But when the same below-inflation 2.5% award was proposed by sixth form employers for their teaching staff, the NUT’s negotiators, including Martin Reed, agreed to it!

At a time when the National Union is meant to be gearing up for national strike action to reject pay cuts, how can we agree that sixth-form college staff put up with 2.5%? Like other teachers, their debts and bills, mortgages and rents are also rising at well above 2.5% a year. So this would mean, in effect, agreeing to a pay cut. It must be rejected.

An acceptance of 2.5% would also undermine our national campaign for all teachers. How serious would we appear to Government if they knew that we had already recommended 2.5% to sixth-form staff ?

Fortunately, NUT members in some sixth form colleges quickly picked up on the news and sent in their protests to the National Executive members. The original advice to recommend acceptance of the 2.5% deal was changed at Thursday’s National NUT Executive into not putting out any recommendation, for or against the deal, in the ballot that is now being issued to sixth form college members. (Unfortunately a proposal to actually recommend a NO vote was also defeated however).

I believe that teachers should be encouraging their sixth form college colleagues to vote to reject the offer. I am attending an NUT meeting at the Sixth Form College in Lewisham on Tuesday to put this case to my members. Every NUT Association with a sixth form college should try to do the same.

Staff in schools and sixth form colleges should be taking united national action to demand the 10% rise agreed as NUT Conference policy and to win the Government funding needed to pay for it as well. We should be uniting with other colleagues taking action like postal workers and civil servants too. After all, when billions are needed to bale out the banks, money can quickly be found. Aren’t teachers and other public sector workers a priority too?

NUT EXECUTIVE DELAYS PAY BALLOT

NUT EXECUTIVE DELAYS PAY BALLOT
ANOTHER MISSED OPPORTUNITY FOR UNITED ACTION

The NUT National Executive meeting on Thursday October 4th again decided to put off the national ballot on pay that we have been waiting for. A majority voted to wait until after the Review Body has reported, rejecting a timetable for an earlier ballot that had also been suggested.

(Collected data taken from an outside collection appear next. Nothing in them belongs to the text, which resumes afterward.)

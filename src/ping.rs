//! Per-ping orchestration: liveness, signal evaluation, telemetry
//! persistence, alert dispatch.
//!
//! Ordering inside one request is load-bearing: location resolution, then
//! signal reading, then sample, then dispatch, because each later write
//! references ids produced by the earlier ones.

use chrono::{DateTime, Duration, Utc};
use serde::{Deserialize, Serialize};
use tracing::info;
use uuid::Uuid;

use crate::alert::{AlertDispatcher, DispatchOutcome};
use crate::config::PingSettings;
use crate::error::{CoreError, CoreResult};
use crate::geo::GeoMatcher;
use crate::models::{
    Alert, ConnectivityType, Device, Identity, NewCellularSignalReading, NewConnectivitySample,
};
use crate::notify::Notifier;
use crate::signal::SignalClassifier;
use crate::store::Store;

pub const LOW_SIGNAL_WARNING: &str = "Low signal detected";

#[derive(Debug, Clone, Default, Deserialize)]
#[serde(rename_all = "camelCase")]
pub struct PingRequest {
    pub signal_dbm: Option<f64>,
    pub signal_level: Option<i16>,
    pub carrier: Option<String>,
    pub network_generation: Option<String>,
    pub asu_level: Option<i16>,
    pub mcc: Option<String>,
    pub mnc: Option<String>,
    pub latitude: Option<f64>,
    pub longitude: Option<f64>,
    pub accuracy: Option<f64>,
}

#[derive(Debug, Serialize)]
#[serde(rename_all = "camelCase")]
pub struct PingResponse {
    pub status: &'static str,
    pub last_pinged: Option<DateTime<Utc>>,
    #[serde(skip_serializing_if = "Option::is_none")]
    pub warning: Option<&'static str>,
    #[serde(skip_serializing_if = "Option::is_none")]
    pub pending_alert: Option<Alert>,
}

/// A client-reported loss of connectivity, recorded as a sample.
#[derive(Debug, Clone, Deserialize)]
#[serde(rename_all = "camelCase")]
pub struct DisconnectReport {
    pub connectivity_type: ConnectivityType,
    pub ip: Option<String>,
    pub ssid: Option<String>,
    pub bssid: Option<String>,
    pub latitude: Option<f64>,
    pub longitude: Option<f64>,
    pub accuracy: Option<f64>,
}

pub struct ConnectivityPingService {
    settings: PingSettings,
    matcher: GeoMatcher,
    classifier: SignalClassifier,
    dispatcher: AlertDispatcher,
}

impl ConnectivityPingService {
    pub fn new(
        settings: PingSettings,
        matcher: GeoMatcher,
        classifier: SignalClassifier,
        dispatcher: AlertDispatcher,
    ) -> Self {
        Self {
            settings,
            matcher,
            classifier,
            dispatcher,
        }
    }

    pub async fn ping<S, N>(
        &self,
        store: &S,
        notifier: &N,
        identity: &Identity,
        device_id: Uuid,
        request: PingRequest,
    ) -> CoreResult<PingResponse>
    where
        S: Store + ?Sized,
        N: Notifier + ?Sized,
    {
        let device = self.owned_device(store, identity, device_id).await?;
        let last_pinged = self.touch_liveness(store, &device).await?;

        if !self
            .classifier
            .is_low_signal(request.signal_dbm, request.signal_level)
        {
            return Ok(PingResponse {
                status: "ok",
                last_pinged,
                warning: None,
                pending_alert: None,
            });
        }

        let location_id = match (request.latitude, request.longitude) {
            (Some(lat), Some(lon)) => Some(
                self.matcher
                    .find_or_create(store, lat, lon, request.accuracy)
                    .await?
                    .location_id,
            ),
            _ => None,
        };

        let reading = store
            .insert_signal_reading(NewCellularSignalReading {
                carrier: request.carrier,
                network_generation: request.network_generation,
                signal_level: request.signal_level,
                signal_dbm: request.signal_dbm,
                asu_level: request.asu_level,
                mcc: request.mcc,
                mnc: request.mnc,
            })
            .await?;

        let sample = store
            .insert_sample(NewConnectivitySample {
                device_id,
                connectivity_type: ConnectivityType::Mobile,
                connected: false,
                ip: None,
                ssid: None,
                bssid: None,
                location_id,
                signal_reading_id: Some(reading.reading_id),
            })
            .await?;

        let outcome = self
            .dispatcher
            .dispatch_low_signal(
                store,
                notifier,
                identity.user_id,
                device_id,
                Some(sample.sample_id),
                LOW_SIGNAL_WARNING,
            )
            .await?;

        let pending_alert = match outcome {
            DispatchOutcome::Pending(alert) => Some(alert),
            DispatchOutcome::Notified | DispatchOutcome::Skipped => None,
        };

        Ok(PingResponse {
            status: "ok",
            last_pinged,
            warning: Some(LOW_SIGNAL_WARNING),
            pending_alert,
        })
    }

    /// Records a disconnect event as a sample under the same liveness rule
    /// as ping. Raises no alert.
    pub async fn record_disconnect<S: Store + ?Sized>(
        &self,
        store: &S,
        identity: &Identity,
        device_id: Uuid,
        report: DisconnectReport,
    ) -> CoreResult<()> {
        let device = self.owned_device(store, identity, device_id).await?;
        self.touch_liveness(store, &device).await?;

        let location_id = match (report.latitude, report.longitude) {
            (Some(lat), Some(lon)) => Some(
                self.matcher
                    .find_or_create(store, lat, lon, report.accuracy)
                    .await?
                    .location_id,
            ),
            _ => None,
        };

        store
            .insert_sample(NewConnectivitySample {
                device_id,
                connectivity_type: report.connectivity_type,
                connected: false,
                ip: report.ip,
                ssid: report.ssid,
                bssid: report.bssid,
                location_id,
                signal_reading_id: None,
            })
            .await?;
        info!(%device_id, "disconnect recorded");
        Ok(())
    }

    async fn owned_device<S: Store + ?Sized>(
        &self,
        store: &S,
        identity: &Identity,
        device_id: Uuid,
    ) -> CoreResult<Device> {
        let device = store
            .device(device_id)
            .await?
            .ok_or(CoreError::NotFound("device"))?;
        if !identity.owns(device.user_id) {
            // Foreign devices answer exactly like missing ones.
            return Err(CoreError::NotFound("device"));
        }
        Ok(device)
    }

    /// Updates `last_pinged` only when the previous value is absent or
    /// older than the quiescence window.
    async fn touch_liveness<S: Store + ?Sized>(
        &self,
        store: &S,
        device: &Device,
    ) -> CoreResult<Option<DateTime<Utc>>> {
        let now = Utc::now();
        let stale = match device.last_pinged {
            None => true,
            Some(prev) => now - prev > Duration::seconds(self.settings.quiescence_secs),
        };
        if stale {
            store.set_device_last_pinged(device.device_id, now).await?;
            Ok(Some(now))
        } else {
            Ok(device.last_pinged)
        }
    }
}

Their lack of urgency exposes a lack of belief that teachers are prepared to take action. Yet the hundreds of postings on pay listed on the National Union’s own website confirm the widespread anger against continued below-inflation increases and the difficulties colleagues already face in paying their bills. A determined leadership should certainly be able to translate this discontent into a positive ballot result.

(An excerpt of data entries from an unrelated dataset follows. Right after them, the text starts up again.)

use serde::Serialize;
use sqlx::FromRow;
use uuid::Uuid;

/// A fuzzy-deduplicated geographic point. Immutable once created; the
/// matcher guarantees no two rows lie within the match radius of each other
/// (for sequential writers).
#[derive(Debug, Clone, Serialize, FromRow)]
#[serde(rename_all = "camelCase")]
pub struct Location {
    pub location_id: Uuid,
    pub latitude: f64,
    pub longitude: f64,
    /// Reported measurement radius in meters, when the client supplied one.
    pub accuracy: Option<f64>,
}
pub mod alert;
pub mod connectivity;
pub mod contact;
pub mod device;
pub mod location;
pub mod user;

pub use alert::{Alert, AlertMechanism, AlertPolicy, AlertStatus, AlertType, NewAlert};
pub use connectivity::{
    CellularSignalReading, ConnectivitySample, ConnectivityType, NewCellularSignalReading,
    NewConnectivitySample,
};
pub use contact::{AlertModeConfig, ContactType, EmergencyContact};
pub use device::Device;
pub use location::Location;
pub use user::{Identity, Role};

What this delay also means is that they have thrown away the chance for NUT members to take united action on pay alongside UNISON support staff. UNISON are presently balloting for action on pay for action this November. In rejecting this golden opportunity for unity, the NUT leadership is letting down both teachers and our support staff colleagues. Instead of joint action, we face the prospect of NUT members being told to cross UNISON picket lines.

What a confidence boost it would have been to UNISON members in schools if they knew that teachers were also looking to take national action on the same day as them! There would then have been no doubt that schools would have closed across the country, making sure the pay cuts hitting all school staff were firmly in the headlines. It would have helped make sure that UNISON got a positive result in their ballot, in spite of the poor materials being circulated by the national UNISON leadership.

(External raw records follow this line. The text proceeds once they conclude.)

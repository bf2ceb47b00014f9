//! Outbound notification collaborator. Delivery failures are reported to
//! the caller, never retried here, and never roll back state the services
//! already committed.

use async_trait::async_trait;
use serde::Serialize;
use tracing::info;

use crate::error::{CoreError, CoreResult};

#[async_trait]
pub trait Notifier: Send + Sync {
    async fn send_email(&self, to: &str, subject: &str, body: &str) -> CoreResult<()>;

    /// SMS delivery is a contract stub: implementations may log and succeed.
    async fn send_sms(&self, phone: &str, message: &str) -> CoreResult<()>;
}

#[derive(Serialize)]
struct EmailPayload<'a> {
    to: &'a str,
    subject: &'a str,
    body: &'a str,
}

/// Relays email through an HTTP webhook (a mail-provider bridge owned by
/// ops); SMS is logged only.
pub struct WebhookNotifier {
    client: reqwest::Client,
    webhook_url: String,
}

impl WebhookNotifier {
    pub fn new(webhook_url: String) -> Self {
        Self {
            client: reqwest::Client::new(),
            webhook_url,
        }
    }
}

#[async_trait]
impl Notifier for WebhookNotifier {
    async fn send_email(&self, to: &str, subject: &str, body: &str) -> CoreResult<()> {
        let response = self
            .client
            .post(&self.webhook_url)
            .json(&EmailPayload { to, subject, body })
            .send()
            .await
            .map_err(|e| CoreError::Upstream(format!("email relay unreachable: {e}")))?;

        if !response.status().is_success() {
            return Err(CoreError::Upstream(format!(
                "email relay returned {}",
                response.status()
            )));
        }
        info!(to, subject, "email dispatched");
        Ok(())
    }

    async fn send_sms(&self, phone: &str, _message: &str) -> CoreResult<()> {
        info!(phone, "sms dispatch skipped (no provider configured)");
        Ok(())
    }
}
fn low_signal_request() -> PingRequest {
    PingRequest {
        signal_dbm: Some(-110.0),
        signal_level: Some(1),
        carrier: Some("Vodafone".to_string()),
        network_generation: Some("4G".to_string()),
        latitude: Some(30.04440),
        longitude: Some(31.23570),
        ..Default::default()
    }
}

#[tokio::test]
async fn geo_matcher_deduplicates_within_radius() {
    let store = MemoryStore::new();
    let matcher = GeoMatcher::new(GeoSettings::default());

    let first = matcher
        .find_or_create(&store, 30.04440, 31.23570, None)
        .await
        .unwrap();
    // About 1.4 m away: must resolve to the same row.
    let second = matcher
        .find_or_create(&store, 30.04441, 31.23571, Some(5.0))
        .await
        .unwrap();
    assert_eq!(first.location_id, second.location_id);
    assert_eq!(store.location_count(), 1);

    // Over 500 m away: a new row.
    let third = matcher
        .find_or_create(&store, 30.05000, 31.24000, None)
        .await
        .unwrap();
    assert_ne!(first.location_id, third.location_id);
    assert_eq!(store.location_count(), 2);
}

#[tokio::test]
async fn manual_mode_ping_creates_pending_alert_and_confirm_resolves_it() {
    let store = MemoryStore::new();
    let notifier = RecordingNotifier::default();
    let service = ping_service();
    let dispatcher = AlertDispatcher::new();

    let user_id = Uuid::new_v4();
    let identity = Identity::user(user_id);
    let device = store.seed_device(Some(user_id), "phone");
    store.seed_alert_mode(user_id, "manual");
    store.seed_user_email(user_id, "owner@example.com");

    let response = service
        .ping(&store, &notifier, &identity, device.device_id, low_signal_request())
        .await
        .unwrap();

    assert_eq!(response.warning, Some(LOW_SIGNAL_WARNING));
    let pending = response.pending_alert.expect("manual mode yields an alert");
    assert_eq!(pending.status(), Some(AlertStatus::Pending));
    assert_eq!(pending.alert_type, "low_signal");
    assert_eq!(pending.mechanism, "manual");
    assert!(pending.sample_id.is_some());
    assert_eq!(store.alert_count(), 1);
    // No notification at creation time under the manual mechanism.
    assert!(notifier.sent().is_empty());

    let confirmed = dispatcher
        .confirm(&store, &notifier, &identity, pending.alert_id)
        .await
        .unwrap();
    assert_eq!(confirmed.status(), Some(AlertStatus::Confirmed));
    assert!(confirmed.resolved_at.is_some());
    assert_eq!(notifier.sent().len(), 1);
    assert_eq!(notifier.sent()[0].0, "owner@example.com");
    assert_eq!(notifier.sent()[0].2, LOW_SIGNAL_WARNING);

    // Terminal: neither transition may run twice.
    let again = dispatcher
        .confirm(&store, &notifier, &identity, pending.alert_id)
        .await;
    let err = again.unwrap_err();
    assert!(matches!(err, CoreError::AlreadyHandled));
    assert!(err.is_client_error());
    let dismissed = dispatcher.dismiss(&store, &identity, pending.alert_id).await;
    assert!(matches!(dismissed, Err(CoreError::AlreadyHandled)));

    let stored = store.alert(pending.alert_id).unwrap();
    assert_eq!(stored.status(), Some(AlertStatus::Confirmed));
    assert_eq!(stored.resolved_at, confirmed.resolved_at);
    assert_eq!(notifier.sent().len(), 1);
}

The Union will be preparing more materials for schools to explain our case for national action on pay. But why hasn’t more been done already? Of course, every NUT member must carry on explaining to colleagues why we can’t afford to sit back and allow five years of below-inflation pay increases to be imposed on us - and why we need to vote for national action on pay. But members will want to know when the ballot is happening!

The ballot timetable discussed at the Executive apparently proposes a ballot starting on December 10th to allow action in January 2008. I am sure I am not the only teacher that will think straight away that balloting in the crazy last weeks before Christmas might not be ideal.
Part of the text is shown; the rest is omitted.